Le maire de Chamonix, Eric Fournier, ainsi que d’autres représentants d’instances représentatives du milieu de la montagne signent une tribune dans laquelle ils défendent la montagne comme un espace de liberté, où les secours doivent demeurer gratuits.

Difficile de ne pas y voir une réponse cinglante aux récentes déclarations de l’autre maire du massif, Jean-Marc Peillex. Dernièrement, l’édile de Saint-Gervais proposait une caution de 15 000€ pour frais de secours et de funérailles des prétendants au sommet du mont Blanc. Infondée juridiquement, cette proposition contribuait un peu plus à l’idée de restreindre l’accès à la montagne.

Dans cette tribune, les valeurs fondamentales de la montagne et de l’alpinisme sont justement rappelées par les signataires. La rédaction d’Alpine Mag y adhère pleinement. 

Les fortes chaleurs et la sécheresse qui sévissent cet été dans tout l’Hexagone impactent fortement la haute montagne. Avec des températures supérieures à zéro degré durant plusieurs semaines au-dessus de quatre mille mètres d’altitude, cet environnement subit plus encore que les autres les effets du réchauffement climatique.
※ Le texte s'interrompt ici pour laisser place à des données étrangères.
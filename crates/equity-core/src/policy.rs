//! Conflict policy for writes to an existing table.

use serde::{Deserialize, Serialize};
use std::fmt;
use std::str::FromStr;

/// What to do when the target table already exists.
#[derive(Debug, Clone, Copy, PartialEq, Eq, Hash, Default, Serialize, Deserialize)]
#[serde(rename_all = "lowercase")]
pub enum IfExists {
    /// Refuse the write; nothing is stored.
    #[default]
    Fail,
    /// Drop the existing table, then write the new rows.
    Replace,
    /// Add the new rows after the existing ones. Dates are not deduplicated.
    Append,
}

impl IfExists {
    pub fn as_str(&self) -> &'static str {
        match self {
            IfExists::Fail => "fail",
            IfExists::Replace => "replace",
            IfExists::Append => "append",
        }
    }
}

impl fmt::Display for IfExists {
    fn fmt(&self, f: &mut fmt::Formatter<'_>) -> fmt::Result {
        f.write_str(self.as_str())
    }
}

impl FromStr for IfExists {
    type Err = String;

    fn from_str(s: &str) -> Result<Self, Self::Err> {
        match s.trim().to_ascii_lowercase().as_str() {
            "fail" => Ok(IfExists::Fail),
            "replace" => Ok(IfExists::Replace),
            "append" => Ok(IfExists::Append),
            other => Err(format!(
                "invalid if-exists policy '{other}', expected 'fail', 'replace' or 'append'"
            )),
        }
    }
}

#[cfg(test)]
mod tests {
    use super::*;

    #[test]
    fn test_parse_and_display() {
        for policy in [IfExists::Fail, IfExists::Replace, IfExists::Append] {
            assert_eq!(policy.to_string().parse::<IfExists>(), Ok(policy));
        }
        assert_eq!(" Append ".parse::<IfExists>(), Ok(IfExists::Append));
        assert!("upsert".parse::<IfExists>().is_err());
    }

    #[test]
    fn test_default_is_fail() {
        assert_eq!(IfExists::default(), IfExists::Fail);
    }
}
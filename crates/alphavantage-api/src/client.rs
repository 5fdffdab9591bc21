//! Blocking HTTP client for the Alpha Vantage query endpoint.

use equity_core::{DailySource, OutputSize, TimeSeriesTable};
use reqwest::blocking::Client;
use reqwest::Url;
use serde_json::Value;
use std::fmt;

use crate::config::Config;
use crate::error::{Error, Result};
use crate::types::parse_daily_series;

/// Client for the `TIME_SERIES_DAILY` endpoint.
///
/// The API key is stored privately and never exposed after construction.
#[derive(Clone)]
pub struct AlphaVantageClient {
    api_key: String,
    config: Config,
    http: Client,
}

impl fmt::Debug for AlphaVantageClient {
    fn fmt(&self, f: &mut fmt::Formatter<'_>) -> fmt::Result {
        f.debug_struct("AlphaVantageClient")
            .field("api_key", &"<redacted>")
            .field("config", &self.config)
            .finish()
    }
}

impl AlphaVantageClient {
    /// Create a client with the default configuration.
    pub fn new(api_key: impl Into<String>) -> Result<Self> {
        Self::with_config(api_key, Config::default())
    }

    /// Create a client with the given configuration.
    ///
    /// Fails with [`Error::Configuration`] if the key is empty.
    pub fn with_config(api_key: impl Into<String>, config: Config) -> Result<Self> {
        let api_key = api_key.into();
        if api_key.trim().is_empty() {
            return Err(Error::Configuration("Alpha Vantage API key not found".into()));
        }

        let mut builder = Client::builder().user_agent(&config.user_agent);
        if config.no_proxy {
            builder = builder.no_proxy();
        }
        let http = builder.build()?;

        Ok(Self {
            api_key,
            config,
            http,
        })
    }

    /// Get the configuration.
    pub fn config(&self) -> &Config {
        &self.config
    }

    /// Build the request URL for a daily series query.
    fn daily_url(&self, ticker: &str, output_size: OutputSize) -> Result<Url> {
        Url::parse_with_params(
            &self.config.query_url(),
            &[
                ("function", "TIME_SERIES_DAILY"),
                ("symbol", ticker),
                ("outputsize", output_size.as_str()),
                ("datatype", "json"),
                ("apikey", self.api_key.as_str()),
            ],
        )
        .map_err(|e| Error::InvalidParameter(format!("invalid base URL: {e}")))
    }

    /// URL with the key replaced, safe to log.
    fn redacted(url: &Url) -> String {
        let mut shown = url.clone();
        let pairs: Vec<(String, String)> = url
            .query_pairs()
            .map(|(k, v)| {
                let v = if k == "apikey" { "***".into() } else { v.into_owned() };
                (k.into_owned(), v)
            })
            .collect();
        shown.query_pairs_mut().clear().extend_pairs(pairs);
        shown.to_string()
    }

    /// Issue one GET and decode the body as JSON, whatever the status code.
    fn get_json(&self, url: Url) -> Result<Value> {
        tracing::debug!("GET {}", Self::redacted(&url));

        let response = self.http.get(url).send()?;
        let status = response.status();
        let body = response.text()?;

        serde_json::from_str(&body).map_err(|e| {
            tracing::error!("Failed to parse response (HTTP {}): {}", status, body);
            Error::Json(e)
        })
    }

    /// Get the daily time series of an equity.
    ///
    /// # Arguments
    /// * `ticker` - Ticker symbol of the equity (e.g., "IBM")
    /// * `output_size` - `Compact` for the latest 100 observations, `Full` for all of them
    ///
    /// # Example
    /// ```ignore
    /// let table = client.fetch_daily("IBM", OutputSize::Compact)?;
    /// assert_eq!(table.len(), 100);
    /// ```
    pub fn fetch_daily(&self, ticker: &str, output_size: OutputSize) -> Result<TimeSeriesTable> {
        let ticker = ticker.trim();
        if ticker.is_empty() {
            return Err(Error::InvalidParameter("ticker symbol must not be empty".into()));
        }

        let url = self.daily_url(ticker, output_size)?;
        let body = self.get_json(url)?;

        let table = parse_daily_series(&body, ticker).inspect_err(|e| {
            if e.is_invalid_query() {
                tracing::warn!("No daily series returned for {}", ticker);
            }
        })?;

        tracing::debug!(
            "fetch_daily({}, {}): {} rows",
            ticker,
            output_size,
            table.len()
        );

        Ok(table)
    }

    /// Get the full daily history of an equity.
    pub fn fetch_daily_default(&self, ticker: &str) -> Result<TimeSeriesTable> {
        self.fetch_daily(ticker, OutputSize::default())
    }
}

impl DailySource for AlphaVantageClient {
    fn daily(&self, ticker: &str, output_size: OutputSize) -> anyhow::Result<TimeSeriesTable> {
        Ok(self.fetch_daily(ticker, output_size)?)
    }
}
//! Daily series payload normalization.

use chrono::NaiveDate;
use equity_core::{DailyBar, TimeSeriesTable};
use serde_json::{Map, Value};

use crate::error::{Error, Result};
use crate::DAILY_SERIES_KEY;

/// Date format used for the keys of the daily series object.
pub const DATE_FORMAT: &str = "%Y-%m-%d";

/// Normalize a `TIME_SERIES_DAILY` response body into a table.
///
/// Field keys such as `"1. open"` lose their numeric prefix, dates become the
/// index and every value is coerced to `f64`. A body without the
/// `"Time Series (Daily)"` key is reported as [`Error::InvalidQuery`].
pub fn parse_daily_series(body: &Value, ticker: &str) -> Result<TimeSeriesTable> {
    let series = match daily_series_object(body) {
        Some(series) => series,
        None if body.get(DAILY_SERIES_KEY).is_some() => {
            return Err(Error::MalformedPayload(format!(
                "'{DAILY_SERIES_KEY}' is not a JSON object"
            )));
        }
        None => {
            return Err(Error::InvalidQuery {
                ticker: ticker.to_string(),
            })
        }
    };

    let bars = series
        .iter()
        .map(|(date, fields)| parse_bar(date, fields))
        .collect::<Result<Vec<_>>>()?;

    TimeSeriesTable::from_bars(bars).map_err(|e| Error::MalformedPayload(e.to_string()))
}

/// Strip the positional prefix from a field key: `"4. close"` becomes `"close"`.
pub fn normalize_column(raw: &str) -> &str {
    match raw.split_once(". ") {
        Some((prefix, name)) if prefix.chars().all(|c| c.is_ascii_digit()) => name,
        _ => raw,
    }
}

fn parse_bar(date: &str, fields: &Value) -> Result<DailyBar> {
    let date = NaiveDate::parse_from_str(date, DATE_FORMAT)
        .map_err(|e| Error::MalformedPayload(format!("invalid date '{date}': {e}")))?;
    let fields = fields.as_object().ok_or_else(|| {
        Error::MalformedPayload(format!("entry for {date} is not a JSON object"))
    })?;

    let mut values: [Option<f64>; 5] = [None; 5];
    for (raw_key, raw_value) in fields {
        let column = normalize_column(raw_key);
        match TimeSeriesTable::COLUMNS.iter().position(|c| *c == column) {
            Some(idx) => values[idx] = Some(coerce_f64(date, column, raw_value)?),
            None => tracing::debug!("ignoring unknown field '{}' for {}", raw_key, date),
        }
    }

    let get = |idx: usize| -> Result<f64> {
        values[idx].ok_or_else(|| {
            Error::MalformedPayload(format!(
                "entry for {date} is missing '{}'",
                TimeSeriesTable::COLUMNS[idx]
            ))
        })
    };

    Ok(DailyBar::new(date, get(0)?, get(1)?, get(2)?, get(3)?, get(4)?))
}

fn coerce_f64(date: NaiveDate, column: &str, value: &Value) -> Result<f64> {
    let parsed = match value {
        Value::String(s) => s.trim().parse::<f64>().ok(),
        Value::Number(n) => n.as_f64(),
        _ => None,
    };
    parsed.ok_or_else(|| {
        Error::MalformedPayload(format!("non-numeric {column} for {date}: {value}"))
    })
}

/// Returns the daily series object if present, without normalizing it.
pub fn daily_series_object(body: &Value) -> Option<&Map<String, Value>> {
    body.get(DAILY_SERIES_KEY).and_then(Value::as_object)
}
//! equity-ingest - fetch daily equity series and keep them in DuckDB.

mod cli;

use alphavantage_api::{AlphaVantageClient, Config as ApiClientConfig};
use anyhow::{anyhow, Context, Result};
use equity_config::Config;
use equity_core::TimeSeriesTable;
use equity_store::{ingest, load_recent, SqlRepository};
use std::env;

use cli::{parse_args, Args, Command, USAGE};

fn run(args: Args) -> Result<()> {
    let config = match &args.config_path {
        Some(path) => Config::load(path)
            .with_context(|| format!("Failed to load config from {}", path.display()))?,
        None => Config::load_default(),
    };

    let db_path = args
        .db_path
        .clone()
        .unwrap_or_else(|| config.storage.get_db_path());

    match args.command {
        Command::Fetch {
            ticker,
            output_size,
            if_exists,
        } => {
            let api_key = config
                .api
                .api_key_from(|name| env::var(name).ok())
                .ok_or_else(|| {
                    anyhow!(
                        "Alpha Vantage API key not found (set {} or add it to .env)",
                        config.api.api_key_env
                    )
                })?;
            let client_config = ApiClientConfig::default().with_base_url(&config.api.base_url);
            let client = AlphaVantageClient::with_config(api_key, client_config)?;

            let mut repo = SqlRepository::open(&db_path)
                .with_context(|| format!("Failed to open database {}", db_path.display()))?;

            let report = ingest(
                &client,
                &mut repo,
                &ticker,
                output_size.unwrap_or(config.api.default_output_size),
                if_exists.unwrap_or(config.storage.default_if_exists),
            )?;

            println!("{}", serde_json::to_string_pretty(&report)?);
        }
        Command::Read { table, limit } => {
            let repo = SqlRepository::open_existing(&db_path)
                .with_context(|| format!("Failed to open database {}", db_path.display()))?;
            let series = load_recent(&repo, &table, limit)?;

            println!(
                "{},{}",
                TimeSeriesTable::INDEX,
                TimeSeriesTable::COLUMNS.join(",")
            );
            for bar in &series {
                let values: Vec<String> = TimeSeriesTable::COLUMNS
                    .iter()
                    .filter_map(|c| bar.field(c))
                    .map(|v| v.to_string())
                    .collect();
                println!("{},{}", bar.date, values.join(","));
            }
            log::info!("{} rows read from {}", series.len(), table);
        }
    }

    Ok(())
}

fn main() {
    dotenv::dotenv().ok();
    env_logger::init();

    let argv: Vec<String> = env::args().skip(1).collect();
    let args = match parse_args(&argv) {
        Ok(args) => args,
        Err(e) => {
            eprintln!("Error: {e}\n\n{USAGE}");
            std::process::exit(2);
        }
    };

    if let Err(e) = run(args) {
        eprintln!("Error: {e:#}");
        std::process::exit(1);
    }
}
Dans ce contexte, l’émotion légitime suscitée par de tragiques accidents inhérents à la pratique de la haute montagne a pu nourrir ces dernières semaines la tentation d’une réglementation plus coercitive de l’alpinisme, de l’instauration d’un « permis d’ascension », voire d’une « caution » pour bénéficier des secours en montagne.

Le mont Blanc. ©Jocelyn Chavy

En tant que professionnels de la montagne, élus, personnalités de l’alpinisme ou alpinistes amateurs, nous appelons collectivement à faire le choix de la responsabilité, de l’humilité et de la liberté. Ces valeurs sont le socle de l’inscription de l’alpinisme à l’Unesco au titre du patrimoine culturel immatériel de l’humanité, en 2019.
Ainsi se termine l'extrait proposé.